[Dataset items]
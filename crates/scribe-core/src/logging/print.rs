//! Stdout backend emitting HTML fragments

use super::context::LogContext;
use super::interpolate::interpolate;
use super::level::LogLevel;
use super::traits::{unix_time, LogResult, Logger};

/// Emits one `<div>`-wrapped HTML fragment per record to stdout.
///
/// Intended for hosts that render log output inline in a page; each record
/// is independent and no file state is kept.
#[derive(Debug, Clone, Copy, Default)]
pub struct PrintLogger;

impl PrintLogger {
    pub fn new() -> Self {
        Self
    }

    fn render(&self, level: LogLevel, message: &str, context: &LogContext) -> String {
        let mut body = format!(
            "<strong>{} - {}</strong>: {}<br />",
            unix_time(),
            level,
            interpolate(message, context)
        );
        if let Some(details) = context.exception() {
            body.push_str(&format!(
                "<em>Exception</em>: {} (Code: {}) {}<br />Trace: {}<br />",
                details.kind(),
                details.code(),
                details.message(),
                details.trace()
            ));
        }
        format!("<div class=\"log_message log_{level}\">{body}</div>")
    }
}

impl Logger for PrintLogger {
    fn log(&self, level: LogLevel, message: &str, context: &LogContext) -> LogResult<()> {
        println!("{}", self.render(level, message, context));
        Ok(())
    }
}
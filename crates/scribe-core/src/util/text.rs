//! Text helpers

/// Invisible and whitespace codepoints stripped by [`trim_blanks`], beyond
/// what an ordinary ASCII trim removes: C1 controls that render as nothing,
/// no-break and typographic spaces, joiners, directional marks, the BOM,
/// and interlinear annotation characters.
fn is_blank(c: char) -> bool {
    matches!(
        c,
        '\u{0009}'
            | '\u{000A}'
            | '\u{000B}'
            | '\u{000D}'
            | '\u{0020}'
            | '\u{0081}'
            | '\u{008D}'
            | '\u{0090}'
            | '\u{009D}'
            | '\u{00A0}'
            | '\u{00AD}'
            | '\u{0337}'
            | '\u{0338}'
            | '\u{115F}'
            | '\u{1160}'
            | '\u{1680}'
            | '\u{180E}'
            | '\u{2000}'..='\u{200F}'
            | '\u{2028}'..='\u{202F}'
            | '\u{205F}'
            | '\u{3000}'
            | '\u{3164}'
            | '\u{FEFF}'
            | '\u{FFA0}'
            | '\u{FFF9}'..='\u{FFFB}'
    )
}

/// Trim the extended blank set from both ends of a string.
///
/// Covers characters that survive an ordinary trim but render as blank,
/// such as no-break spaces, zero-width characters, Hangul fillers, and the
/// byte-order mark. Characters inside the string are untouched.
pub fn trim_blanks(s: &str) -> &str {
    s.trim_matches(is_blank).trim()
}

/// The character for a Unicode codepoint, or `None` when the value is not
/// a valid scalar value.
pub fn unicode_char(code: u32) -> Option<char> {
    char::from_u32(code)
}
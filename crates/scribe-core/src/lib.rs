//! Scribe Core
//!
//! Host-agnostic support library for an ORM/CMS framework: a pluggable
//! logging subsystem plus small general-purpose helpers.
//!
//! ## Logging
//!
//! The `logging` module provides a trait contract, three backends (plain
//! file, CSV, stdout HTML fragments), and an identifier-keyed registry that
//! guarantees one logger instance per channel and per physical file path.
//!
//! ```rust,ignore
//! use scribe_core::logging::{LogConfig, LogContext, LogManager};
//!
//! let manager = LogManager::new();
//! let logger = manager.get_logger(
//!     &LogConfig::new("app").with_file_name("/var/log/app.log"),
//! )?;
//!
//! logger.error(
//!     "login failed for {user}",
//!     &LogContext::new().with("user", "ann"),
//! )?;
//! ```

pub mod logging;
pub mod util;

// Re-export commonly used types
pub use logging::{
    manager, CsvLogger, ErrorDetails, FileLogger, LogConfig, LogContext, LogError, LogLevel,
    LogManager, LogResult, Logger, LoggerKind, PrintLogger, SharedLogger,
};

pub use util::{trim_blanks, RequestData, RequestMethod, ValueType};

- **Goal of the exercise**: Your answer should repeat every entry exactly.

- **Solution to the exercise**:
filename crates/scribe-core/src/logging/print.rs
//! Stdout backend emitting HTML fragments

use super::context::LogContext;
use super::interpolate::interpolate;
use super::level::LogLevel;
use super::traits::{unix_time, LogResult, Logger};

/// Emits one `<div>`-wrapped HTML fragment per record to stdout.
///
/// Intended for hosts that render log output inline in a page; each record
/// is independent and no file state is kept.
#[derive(Debug, Clone, Copy, Default)]
pub struct PrintLogger;

impl PrintLogger {
    pub fn new() -> Self {
        Self
    }

    fn render(&self, level: LogLevel, message: &str, context: &LogContext) -> String {
        let mut body = format!(
            "<strong>{} - {}</strong>: {}<br />",
            unix_time(),
            level,
            interpolate(message, context)
        );
        if let Some(details) = context.exception() {
            body.push_str(&format!(
                "<em>Exception</em>: {} (Code: {}) {}<br />Trace: {}<br />",
                details.kind(),
                details.code(),
                details.message(),
                details.trace()
            ));
        }
        format!("<div class=\"log_message log_{level}\">{body}</div>")
    }
}

impl Logger for PrintLogger {
    fn log(&self, level: LogLevel, message: &str, context: &LogContext) -> LogResult<()> {
        println!("{}", self.render(level, message, context));
        Ok(())
    }
}
filename crates/scribe-core/src/util/text.rs
//! Text helpers

/// Invisible and whitespace codepoints stripped by [`trim_blanks`], beyond
/// what an ordinary ASCII trim removes: C1 controls that render as nothing,
/// no-break and typographic spaces, joiners, directional marks, the BOM,
/// and interlinear annotation characters.
fn is_blank(c: char) -> bool {
    matches!(
        c,
        '\u{0009}'
            | '\u{000A}'
            | '\u{000B}'
            | '\u{000D}'
            | '\u{0020}'
            | '\u{0081}'
            | '\u{008D}'
            | '\u{0090}'
            | '\u{009D}'
            | '\u{00A0}'
            | '\u{00AD}'
            | '\u{0337}'
            | '\u{0338}'
            | '\u{115F}'
            | '\u{1160}'
            | '\u{1680}'
            | '\u{180E}'
            | '\u{2000}'..='\u{200F}'
            | '\u{2028}'..='\u{202F}'
            | '\u{205F}'
            | '\u{3000}'
            | '\u{3164}'
            | '\u{FEFF}'
            | '\u{FFA0}'
            | '\u{FFF9}'..='\u{FFFB}'
    )
}

/// Trim the extended blank set from both ends of a string.
///
/// Covers characters that survive an ordinary trim but render as blank,
/// such as no-break spaces, zero-width characters, Hangul fillers, and the
/// byte-order mark. Characters inside the string are untouched.
pub fn trim_blanks(s: &str) -> &str {
    s.trim_matches(is_blank).trim()
}

/// The character for a Unicode codepoint, or `None` when the value is not
/// a valid scalar value.
pub fn unicode_char(code: u32) -> Option<char> {
    char::from_u32(code)
}
filename crates/scribe-core/src/lib.rs
//! Scribe Core
//!
//! Host-agnostic support library for an ORM/CMS framework: a pluggable
//! logging subsystem plus small general-purpose helpers.
//!
//! ## Logging
//!
//! The `logging` module provides a trait contract, three backends (plain
//! file, CSV, stdout HTML fragments), and an identifier-keyed registry that
//! guarantees one logger instance per channel and per physical file path.
//!
//! ```rust,ignore
//! use scribe_core::logging::{LogConfig, LogContext, LogManager};
//!
//! let manager = LogManager::new();
//! let logger = manager.get_logger(
//!     &LogConfig::new("app").with_file_name("/var/log/app.log"),
//! )?;
//!
//! logger.error(
//!     "login failed for {user}",
//!     &LogContext::new().with("user", "ann"),
//! )?;
//! ```

pub mod logging;
pub mod util;

// Re-export commonly used types
pub use logging::{
    manager, CsvLogger, ErrorDetails, FileLogger, LogConfig, LogContext, LogError, LogLevel,
    LogManager, LogResult, Logger, LoggerKind, PrintLogger, SharedLogger,
};

pub use util::{trim_blanks, RequestData, RequestMethod, ValueType};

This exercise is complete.